I met Sam Grassie at Tinto Summer School when we were 12 and we started our first band when we were 17, originally called Samaniona (I know!) and then when Herbie Loening joined us on double bass, we became Avocet.

You're about to release your second single as a solo artist. What inspired you to go it alone?
I think the paths of people in their early 20s means that teenage bands often come to a natural end. I’ve loved all past experiences of making music with other people, but it’s never been anything like the music I make on my own. I would normally find the melodies over someone else’s riffs. Avocet was folky blues (see: Bert Jansch, Davey Graham, Pentangle) – it was groovy. We actually released our album [Lend Your Garden] in May 2020 and have it on vinyl too if anyone’s interested...

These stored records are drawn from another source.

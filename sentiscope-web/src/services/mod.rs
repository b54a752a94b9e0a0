//! Request orchestration services

pub mod annotator;

pub use annotator::{annotate_upload, load_result_preview, UploadOutcome};
//! sentiscope-web - CSV sentiment annotation service
//!
//! Serves an upload form, annotates uploaded CSV files with a sentiment label
//! and score per row, and renders the results.

use std::path::PathBuf;
use std::sync::Arc;

use anyhow::{Context, Result};
use clap::Parser;
use tokio::signal;
use tracing::info;
use tracing_subscriber::{layer::SubscriberExt, util::SubscriberInitExt, EnvFilter};

use sentiscope_common::config::{ConfigOverrides, ServiceConfig};
use sentiscope_web::classifier::{InferenceClient, SentimentClassifier};
use sentiscope_web::{build_router, AppState};

/// Command-line arguments for sentiscope-web
#[derive(Parser, Debug)]
#[command(name = "sentiscope-web")]
#[command(about = "CSV sentiment annotation web service")]
#[command(version)]
struct Args {
    /// Path to the TOML configuration file
    #[arg(short, long)]
    config: Option<PathBuf>,

    /// Folder for uploads and result files
    #[arg(short, long)]
    upload_folder: Option<PathBuf>,

    /// Address to bind to
    #[arg(long)]
    host: Option<String>,

    /// Port to listen on
    #[arg(short, long)]
    port: Option<u16>,

    /// Bearer token for the inference endpoint
    #[arg(long)]
    api_token: Option<String>,

    /// Development mode: debug-level logging
    #[arg(long)]
    debug: bool,
}

impl From<Args> for ConfigOverrides {
    fn from(args: Args) -> Self {
        Self {
            config_path: args.config,
            upload_folder: args.upload_folder,
            host: args.host,
            port: args.port,
            api_token: args.api_token,
            debug: args.debug,
        }
    }
}

#[tokio::main]
async fn main() -> Result<()> {
    let args = Args::parse();
    let debug = args.debug;

    // Resolved before tracing init so the configured log level applies
    let config = ServiceConfig::load(args.into()).context("Failed to load configuration")?;

    let default_filter = if debug {
        "sentiscope_web=debug,sentiscope_common=debug,tower_http=debug".to_string()
    } else {
        format!(
            "sentiscope_web={level},sentiscope_common={level},tower_http=info",
            level = config.log_level
        )
    };
    tracing_subscriber::registry()
        .with(EnvFilter::try_from_default_env().unwrap_or_else(|_| default_filter.into()))
        .with(tracing_subscriber::fmt::layer())
        .init();

    info!(
        "Starting sentiscope-web v{} [{}] built {} ({})",
        env!("CARGO_PKG_VERSION"),
        env!("GIT_HASH"),
        env!("BUILD_TIMESTAMP"),
        env!("BUILD_PROFILE")
    );

    let state = {
        let classifier: Arc<dyn SentimentClassifier> = Arc::new(
            InferenceClient::new(&config.classifier)
                .context("Failed to build inference client")?,
        );
        info!("Sentiment model: {}", classifier.model_name());
        info!("Inference endpoint: {}", config.classifier.model_url());
        if config.classifier.api_token.is_none() {
            info!("No inference API token configured (anonymous requests)");
        }
        AppState::from_config(&config, classifier)
    };

    state
        .store
        .ensure_root()
        .await
        .with_context(|| format!("Failed to create upload folder {}", config.upload_folder.display()))?;
    info!("Upload folder: {}", config.upload_folder.display());

    let app = build_router(state);

    let addr = config.bind_address();
    let listener = tokio::net::TcpListener::bind(&addr)
        .await
        .with_context(|| format!("Failed to bind to {}", addr))?;
    info!("sentiscope-web listening on http://{}", addr);
    info!("Health check: http://{}/health", addr);

    axum::serve(listener, app)
        .with_graceful_shutdown(shutdown_signal())
        .await
        .context("Server error")?;

    info!("Server shutdown complete");
    Ok(())
}

/// Graceful shutdown signal handler
async fn shutdown_signal() {
    let ctrl_c = async {
        if let Err(e) = signal::ctrl_c().await {
            tracing::error!("Failed to install Ctrl+C handler: {}", e);
            std::future::pending::<()>().await;
        }
    };

    #[cfg(unix)]
    let terminate = async {
        match signal::unix::signal(signal::unix::SignalKind::terminate()) {
            Ok(mut sig) => {
                sig.recv().await;
            }
            Err(e) => {
                tracing::error!("Failed to install SIGTERM handler: {}", e);
                std::future::pending::<()>().await;
            }
        }
    };

    #[cfg(not(unix))]
    let terminate = std::future::pending::<()>();

    tokio::select! {
        _ = ctrl_c => {
            info!("Received Ctrl+C, shutting down");
        },
        _ = terminate => {
            info!("Received terminate signal, shutting down");
        },
    }
}
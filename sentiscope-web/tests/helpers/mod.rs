//! Test Helper Utilities
//!
//! Shared utilities for testing sentiscope-web: a fake classifier, an app
//! rooted in a temporary upload folder and a multipart request builder.

#![allow(dead_code)]

use std::sync::atomic::{AtomicUsize, Ordering};
use std::sync::Arc;

use async_trait::async_trait;
use axum::body::Body;
use axum::http::{header, Request};
use axum::Router;
use http_body_util::BodyExt;
use sentiscope_common::UploadStore;
use sentiscope_web::classifier::{ClassifierError, SentimentClassifier, SentimentResult};
use sentiscope_web::{build_router, AppState};
use tempfile::TempDir;

pub const BOUNDARY: &str = "sentiscope-test-boundary";

/// Keyword classifier: texts containing "love" or "great" are POSITIVE
///
/// Fails on any text equal to `fail_on`.
pub struct FakeClassifier {
    pub calls: AtomicUsize,
    pub fail_on: Option<String>,
}

impl FakeClassifier {
    pub fn new() -> Self {
        Self {
            calls: AtomicUsize::new(0),
            fail_on: None,
        }
    }

    pub fn failing_on(text: &str) -> Self {
        Self {
            calls: AtomicUsize::new(0),
            fail_on: Some(text.to_string()),
        }
    }

    pub fn call_count(&self) -> usize {
        self.calls.load(Ordering::SeqCst)
    }
}

#[async_trait]
impl SentimentClassifier for FakeClassifier {
    async fn classify(&self, text: &str) -> Result<SentimentResult, ClassifierError> {
        self.calls.fetch_add(1, Ordering::SeqCst);

        if self.fail_on.as_deref() == Some(text) {
            return Err(ClassifierError::Unavailable(503, "model is loading".to_string()));
        }

        let lower = text.to_lowercase();
        let result = if lower.contains("love") || lower.contains("great") {
            SentimentResult {
                label: "POSITIVE".to_string(),
                score: 0.9876,
            }
        } else {
            SentimentResult {
                label: "NEGATIVE".to_string(),
                score: 0.9123,
            }
        };
        Ok(result)
    }

    fn model_name(&self) -> &str {
        "fake-keyword-model"
    }
}

/// App wired to a fake classifier and a temporary upload folder
pub struct TestApp {
    pub temp_dir: TempDir,
    pub store: UploadStore,
    pub classifier: Arc<FakeClassifier>,
    pub router: Router,
}

impl TestApp {
    pub fn new() -> Self {
        Self::with_classifier(FakeClassifier::new())
    }

    pub fn with_classifier(classifier: FakeClassifier) -> Self {
        let temp_dir = TempDir::new().expect("Should create temp dir");
        let store = UploadStore::new(temp_dir.path().join("uploads"));
        let classifier = Arc::new(classifier);
        let state = AppState::new(store.clone(), classifier.clone());
        let router = build_router(state);

        Self {
            temp_dir,
            store,
            classifier,
            router,
        }
    }

    /// Names of all files in the upload folder (empty if it does not exist)
    pub fn stored_files(&self) -> Vec<String> {
        let mut names: Vec<String> = match std::fs::read_dir(self.store.root()) {
            Ok(entries) => entries
                .map(|e| e.unwrap().file_name().to_string_lossy().into_owned())
                .collect(),
            Err(_) => Vec::new(),
        };
        names.sort();
        names
    }
}

/// One multipart form part
pub struct Part<'a> {
    pub name: &'a str,
    pub filename: Option<&'a str>,
    pub content: &'a [u8],
}

impl<'a> Part<'a> {
    pub fn file(filename: &'a str, content: &'a [u8]) -> Self {
        Self {
            name: "file",
            filename: Some(filename),
            content,
        }
    }
}

/// Build a multipart/form-data POST to /upload
pub fn multipart_upload(parts: &[Part<'_>]) -> Request<Body> {
    let mut body: Vec<u8> = Vec::new();
    for part in parts {
        body.extend_from_slice(format!("--{}\r\n", BOUNDARY).as_bytes());
        match part.filename {
            Some(filename) => body.extend_from_slice(
                format!(
                    "Content-Disposition: form-data; name=\"{}\"; filename=\"{}\"\r\nContent-Type: text/csv\r\n\r\n",
                    part.name, filename
                )
                .as_bytes(),
            ),
            None => body.extend_from_slice(
                format!("Content-Disposition: form-data; name=\"{}\"\r\n\r\n", part.name)
                    .as_bytes(),
            ),
        }
        body.extend_from_slice(part.content);
        body.extend_from_slice(b"\r\n");
    }
    body.extend_from_slice(format!("--{}--\r\n", BOUNDARY).as_bytes());

    Request::builder()
        .method("POST")
        .uri("/upload")
        .header(
            header::CONTENT_TYPE,
            format!("multipart/form-data; boundary={}", BOUNDARY),
        )
        .body(Body::from(body))
        .unwrap()
}

/// Plain GET request
pub fn get(uri: &str) -> Request<Body> {
    Request::builder().uri(uri).body(Body::empty()).unwrap()
}

/// Collect a response body as UTF-8 text
pub async fn body_text(body: Body) -> String {
    let bytes = body.collect().await.expect("Should read body").to_bytes();
    String::from_utf8(bytes.to_vec()).expect("Body should be UTF-8")
}
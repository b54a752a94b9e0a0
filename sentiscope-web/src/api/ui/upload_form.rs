//! Upload form page

use axum::response::Html;

use super::layout::render_page;
use crate::api::upload::FILE_FIELD;

/// GET /
///
/// Static upload form posting a CSV to /upload
pub async fn upload_form_page() -> Html<String> {
    let body = format!(
        r#"        <p>Upload a CSV file with a <code>text</code> column. Every row is classified and
        the results are shown with added <code>sentiment</code> and <code>score</code> columns.</p>

        <h2>Upload CSV</h2>
        <form action="/upload" method="post" enctype="multipart/form-data">
            <input type="file" name="{field}" accept=".csv,text/csv">
            <button type="submit" class="button">Analyze</button>
        </form>"#,
        field = FILE_FIELD
    );

    Html(render_page(
        "Sentiment Analysis",
        "CSV sentiment annotation",
        &body,
    ))
}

I didn’t consciously make the decision to ‘go solo’ until the first songs started appearing, and when they did I was like, 'hmm, I really like these, they actually sound like me.'


Image: Iona Zajac by Niamh Barry

Your new single Red Corn Poppies is beautiful. What’s it about?
‘Everything is dry and dead and unclean
And love spits for information’
(Hannah Sullivan, Three Poems)

I kept returning to Hannah Sullivan’s collection when I was living in Woodlands, Glasgow in November 2018. The streets were a mass of wet cardboard and browning curtains, getting anywhere felt like trudging through wet wool. One evening I went into a local fruit and veg shop after a very long day, to find everything inside had gone off, just filled with mouldy vegetables and wilting flowers. But for some reason I couldn’t Ieave without buying something – I think I salvaged a single plum. Red Corn Poppies is about the thing that wills you forward when all you want to do is sit down on the pavement, and let it all go.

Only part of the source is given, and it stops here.